L’aboutissement de ce Grand Débat consistant, au-delà de la synthèse, à annoncer des perspectives et à mettre en œuvre des réformes, montre au contraire combien aujourd’hui l’exercice reste totalement politique. Les dispositifs mis en œuvre à la fois pour permettre les débats et pour analyser les contributions sont tous traversés d’intentions et d’hypothèses, parfois implicites, qui ont des conséquences sur le type de messages auxquels ils permettent d’aboutir. En aucun cas le président et son gouvernement ne pourront se retrancher derrière l’évidence de la parole populaire, comme si elle s’était exprimée de façon explicite et comme si ce qui reste à faire en découlait mécaniquement. Les actions qui découleront de ces conclusions resteront en cela hautement discutables, et donc politiques.

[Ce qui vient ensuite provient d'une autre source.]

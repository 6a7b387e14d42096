//! Application input events.
//!
//! Inputs that drive the [`crate::App`] state machine: terminal input on
//! one side, drained queue messages and connection notices on the other.

use crate::KeyInput;

/// Events processed by the App state machine.
#[derive(Debug, Clone)]
pub enum AppEvent {
    /// Keyboard input.
    Key(KeyInput),

    /// Terminal resize (columns, rows).
    Resize(u16, u16),

    /// One inbound message drained from the queue, delivered in FIFO order
    /// on the UI task.
    Message(String),

    /// A connection came up.
    ConnectionStarted {
        /// Displayable endpoint of the new connection.
        address: String,
    },

    /// The current connection ended.
    ConnectionClosed,

    /// An outbound send failed after the input line was already cleared.
    SendFailed {
        /// Human-readable error description.
        error: String,
    },
}
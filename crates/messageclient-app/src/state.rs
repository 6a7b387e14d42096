//! Window connection state.

/// Connection state of the window.
///
/// `Disconnected` exists only between construction and the first connection
/// callback, so the user effectively never sees it. A closed connection
/// leaves the window usable: the transcript stays, and sends fail through
/// their own error path.
#[derive(Debug, Clone, PartialEq, Eq)]
pub enum ConnectionState {
    /// No connection callback observed yet.
    Disconnected,

    /// Connected; inbound messages flow and the input line is live.
    Connected {
        /// Displayable endpoint of the current connection.
        address: String,
    },

    /// The connection ended; the window may remain visible.
    Closed,
}
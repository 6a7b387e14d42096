//! Line-framed TCP client.
//!
//! One connection, two tasks: a reader that turns socket lines into
//! observer callbacks and a writer fed by an unbounded channel so sends
//! never block the caller. Either task stopping (socket EOF, write error,
//! or an explicit `close`) flips the shared shutdown flag and takes the
//! other task down with it.

use std::sync::Arc;

use messageclient_api::{Client, ClientError, MessageObserver};
use tokio::{
    io::{AsyncBufReadExt, AsyncWriteExt, BufReader},
    net::{
        TcpStream,
        tcp::{OwnedReadHalf, OwnedWriteHalf},
    },
    sync::{mpsc, oneshot, watch},
};

use crate::registration::ObserverCell;

/// TCP connection speaking newline-delimited text.
pub struct TcpClient {
    addr: String,
    outgoing: mpsc::UnboundedSender<String>,
    observer: ObserverCell,
    shutdown: watch::Sender<bool>,
}

impl TcpClient {
    /// Connect to `addr` and spawn the connection tasks.
    ///
    /// The reader stays idle until an observer is registered, then issues
    /// `connection_started` and delivers one callback per inbound line,
    /// trailing newline restored.
    pub async fn connect(addr: &str) -> Result<Arc<Self>, ClientError> {
        let stream = TcpStream::connect(addr).await?;
        let (read_half, write_half) = stream.into_split();

        let (outgoing, outgoing_rx) = mpsc::unbounded_channel();
        let (observer, observer_rx) = ObserverCell::new();
        let (shutdown, _) = watch::channel(false);

        let client =
            Arc::new(Self { addr: addr.to_owned(), outgoing, observer, shutdown: shutdown.clone() });

        tokio::spawn(run_writer(write_half, outgoing_rx, shutdown.clone()));
        tokio::spawn(run_reader(read_half, observer_rx, shutdown, Arc::clone(&client)));

        Ok(client)
    }
}

impl Client for TcpClient {
    fn send_message(&self, text: &str) -> Result<(), ClientError> {
        self.outgoing.send(text.to_owned()).map_err(|_| ClientError::Closed)
    }

    fn close(&self) -> Result<(), ClientError> {
        let _ = self.shutdown.send(true);
        Ok(())
    }

    fn address(&self) -> String {
        self.addr.clone()
    }

    fn register(&self, observer: Arc<dyn MessageObserver>) {
        self.observer.install(observer);
    }
}

/// Drain the outgoing channel onto the socket until shutdown or error.
async fn run_writer(
    mut write_half: OwnedWriteHalf,
    mut outgoing: mpsc::UnboundedReceiver<String>,
    shutdown: watch::Sender<bool>,
) {
    let mut stop = shutdown.subscribe();
    loop {
        tokio::select! {
            _ = stop.wait_for(|stop| *stop) => break,
            line = outgoing.recv() => match line {
                Some(line) => {
                    if let Err(e) = write_half.write_all(line.as_bytes()).await {
                        tracing::error!(error = %e, "write failed, dropping connection");
                        break;
                    }
                },
                None => break,
            },
        }
    }
    let _ = shutdown.send(true);
    let _ = write_half.shutdown().await;
}

/// Deliver inbound lines to the observer until EOF, error, or shutdown.
async fn run_reader(
    read_half: OwnedReadHalf,
    observer_rx: oneshot::Receiver<Arc<dyn MessageObserver>>,
    shutdown: watch::Sender<bool>,
    client: Arc<TcpClient>,
) {
    let mut stop = shutdown.subscribe();

    let observer = tokio::select! {
        _ = stop.wait_for(|stop| *stop) => return,
        registered = observer_rx => match registered {
            Ok(observer) => observer,
            Err(_) => return,
        },
    };
    observer.connection_started(client);

    let mut lines = BufReader::new(read_half).lines();
    loop {
        tokio::select! {
            _ = stop.wait_for(|stop| *stop) => break,
            line = lines.next_line() => match line {
                Ok(Some(line)) => observer.received_message(&format!("{line}\n")),
                Ok(None) => break,
                Err(e) => {
                    tracing::error!(error = %e, "read failed, dropping connection");
                    break;
                },
            },
        }
    }
    let _ = shutdown.send(true);
    observer.connection_closed();
}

À l’origine, le président souhaitait réinterroger la destinée collective du pays : « Afin que les espérances dominent les peurs, il est nécessaire et légitime que nous nous reposions ensemble les grandes questions de notre avenir » (Lettre aux Français, 13 janvier 2019). Constatant l’état de faiblesse des institutions démocratiques et la remise en cause de leur légitimité par une partie au moins de la population française, Emmanuel Macron voulait également répondre à une aspiration croissante d’accéder à des formes d’expression directe : puisque les technologies numériques, et notamment les réseaux sociaux, me permettent aujourd’hui de communiquer au monde entier mon opinion instantanément et apparemment sans filtre, pourquoi les processus démocratiques m’imposent-ils une représentation qui ne reprend pas mot pour mot mon expression ? Sont ainsi écartés du processus les instruments les mieux établis. Ce ne seront pas les élections – moment en principe privilégié d’explicitation des possibles destinées locales et nationales, entre lesquelles les électeurs arbitrent par leur vote. Ce ne seront pas non plus les assemblées représentatives, qu’elles soient élues – Assemblée nationale et Sénat – ou non – le Conseil économique, social et environnemental (CESE). Ce ne seront pas davantage les sondages d’opinion, technique classique en France depuis que le président de la République est élu au suffrage universel. Pour de nouveau « se poser ensemble » ces « grandes questions », la procédure retenue ambitionne de donner à chacun la possibilité de prendre la parole, c

Vous avez aimé ? Partagez-le !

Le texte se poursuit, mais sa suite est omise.